Walt Disney was a true visionary whose desire for escape, iron determination and obsessive perfectionism transformed animation from a novelty to an art form, first with Mickey Mouse and then with his feature films–most notably Snow White, Fantasia, and Bambi. In his superb biography, Neal Gabler shows us how, over the course of two decades, Disney revolutionized the entertainment industry. In a way that was unprecedented and later widely imitated, he built a synergistic empire that combined film, television, theme parks, music, book publishing, and merchandise. Walt Disney is a revelation of both the work and the man–of both the remarkable accomplishment and the hidden life.
Winner of the Los Angeles Times Book Prize for Biography
USA Today Biography of the Year
- Sales Rank: #80052 in eBooks
- Published on: 2006-10-31
- Released on: 2006-10-31
- Format: Kindle eBook
Amazon.com Review
Neal Gabler's meticulously researched biography, Walt Disney offers the full story (Gabler is the first writer to gain complete access to the Disney archives) of the American icon. Readers will discover the whole story, witnessing Disney's invention of a "synergistic empire that combined film, television, theme parks, music, book publishing, and merchandise." What fans don't know could fill a book (this book in fact), and we asked Gabler to point out a few of the juicy bits. Read our interview with him, and his "10 Things That May Surprise You" list below. --Daphne Durham
10 Second Interview: A Few Words with Neal Gabler
Q: Why Walt Disney?
A: When you write about someone as grandiose as Walt Disney, you may tend to get a little grandiose yourself, so forgive me. But I had always set the task for myself to examine the forces that helped define American culture in the twentieth century and those individuals who might be regarded as the architects of the American consciousness. Walt Disney was certainly one of those forces and one of those architects. His visual sensibility is arguably one of the two most important in the last century, along with Picasso's, yet Picasso has received dozens of biographies and Walt Disney had, when I began, not received a single full-scale, fully-annotated biography. I wanted to fill that gap in our cultural studies. I thought that if one could understand Walt Disney, one could go a long way to understanding American popular culture.
Q: One thing that strikes you when reading the book is that Walt Disney never had any money. With all his success how is that possible?

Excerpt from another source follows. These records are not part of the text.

//! End-to-end game scenarios.

use std::time::Duration;

use asteroids_arcade::core::vec2::Vec2;
use asteroids_arcade::game::asteroid::Asteroid;
use asteroids_arcade::game::ship::Ship;
use asteroids_arcade::game::tick::tick;
use asteroids_arcade::scores::leaderboard::ScoreEntry;
use asteroids_arcade::{
    Bounds, FileStore, GamePhase, GameConfig, GameState, InputState, Leaderboard, MemoryStore,
};

const BOUNDS: Bounds = Bounds::new(1280.0, 720.0);

fn destroy_all(state: &mut GameState) -> u32 {
    let mut earned = 0;
    for i in 0..state.asteroids.len() {
        while !state.asteroids[i].is_destroyed() {
            earned += state.damage_asteroid(i).unwrap_or(0);
        }
    }
    earned
}

#[test]
fn test_forced_damage_scores_sum_exactly() {
    let mut state = GameState::new("ada", BOUNDS, GameConfig::default(), 2024);
    let mut input = InputState::new();
    assert_eq!(state.asteroids.len(), 5);

    let expected: u32 = state.asteroids.iter().map(|a| a.initial_hit_points * 50).sum();
    let earned = destroy_all(&mut state);
    tick(&mut state, &mut input, Duration::ZERO);

    assert_eq!(earned, expected);
    assert_eq!(state.ship.score, expected);
    // Wave cleared: level 2 spawned
    assert_eq!(state.level, 2);
    assert_eq!(state.asteroids.len(), 7);
}

#[test]
fn test_overlap_costs_one_life() {
    let config = GameConfig::default();
    let center = BOUNDS.center();
    let rock = Asteroid::new(0, center + Vec2::new(20.0, 0.0), Vec2::ZERO, 1, 50.0);
    let mut state = GameState::with_asteroids("ada", BOUNDS, config, vec![rock]);
    let mut input = InputState::new();
    assert!(!state.ship.invulnerable);

    tick(&mut state, &mut input, Duration::from_secs(5));

    assert_eq!(state.ship.lives, 2);
    assert_eq!(state.ship.position, center);
    assert!(state.ship.invulnerable);
}

#[test]
fn test_leaderboard_keeps_best_per_nickname() {
    let mut board = Leaderboard::new(MemoryStore::new());

    board.submit(ScoreEntry::new("alice", 100)).unwrap();
    let stored = board.submit(ScoreEntry::new("alice", 50)).unwrap();
    assert_eq!(stored.len(), 1);
    assert_eq!((stored[0].nickname.as_str(), stored[0].score), ("alice", 100));

    let stored = board.submit(ScoreEntry::new("alice", 150)).unwrap();
    assert_eq!(stored.len(), 1);
    assert_eq!((stored[0].nickname.as_str(), stored[0].score), ("alice", 150));
}

#[test]
fn test_leaderboard_survives_reopen() {
    let dir = tempfile::tempdir().unwrap();

    let mut board = Leaderboard::new(FileStore::new(dir.path()));
    board.submit(ScoreEntry::new("alice", 100)).unwrap();
    board.submit(ScoreEntry::new("bob", 300)).unwrap();

    let reopened = Leaderboard::new(FileStore::new(dir.path()));
    let entries = reopened.load().unwrap();
    let names: Vec<&str> = entries.iter().map(|e| e.nickname.as_str()).collect();
    assert_eq!(names, vec!["bob", "alice"]);
}

#[test]
fn test_fourth_shot_is_ignored() {
    let config = GameConfig::default();
    let mut ship = Ship::new("ada", BOUNDS, &config);

    for expected_id in 0..3 {
        assert_eq!(ship.fire(&config), Some(expected_id));
    }
    assert_eq!(ship.fire(&config), None);
    assert_eq!(ship.projectiles.len(), 3);
}

#[test]
fn test_final_wave_wins_without_level_four() {
    let mut state = GameState::new("ada", BOUNDS, GameConfig::default(), 7);
    let mut input = InputState::new();
    let mut now = Duration::ZERO;

    for level in 1..=3 {
        assert_eq!(state.level, level);
        destroy_all(&mut state);
        let result = tick(&mut state, &mut input, now);
        now += Duration::from_millis(33);

        if level < 3 {
            assert!(result.finished.is_none());
        } else {
            assert_eq!(result.finished, Some(GamePhase::Won));
        }
    }

    assert_eq!(state.phase, GamePhase::Won);
    assert_eq!(state.level, 3);
    assert!(state.asteroids.is_empty());
    // One bonus life per level advanced
    assert_eq!(state.ship.lives, 5);
}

A: It is astonishing that Walt Disney was always--and I do mean always--in dire financial straits until the opening of Disneyland. The primary reason wasn't that his cartoons weren't making money, because they were--at least until the war in Europe when the loss of that market meant disaster for the features. But even as they were making money, the studio was losing money because Walt was constitutionally incapable of cutting corners, enforcing economies, laying off staff. The only thing about which Walt Disney cared was quality. He thought that quality was the way to maintain his preeminence, though quality also had the psychological advantage of letting him perfect his world. The problem was that quality was expensive. To cite just one example, Walt spent more than a hundred thousand dollars setting up a training program for would-be animators, though even then the return was small because Walt was so picky that very few of the candidates actually qualified to work at the studio. Money meant very little to Walt Disney. It was only a means to an end, never an end in itself.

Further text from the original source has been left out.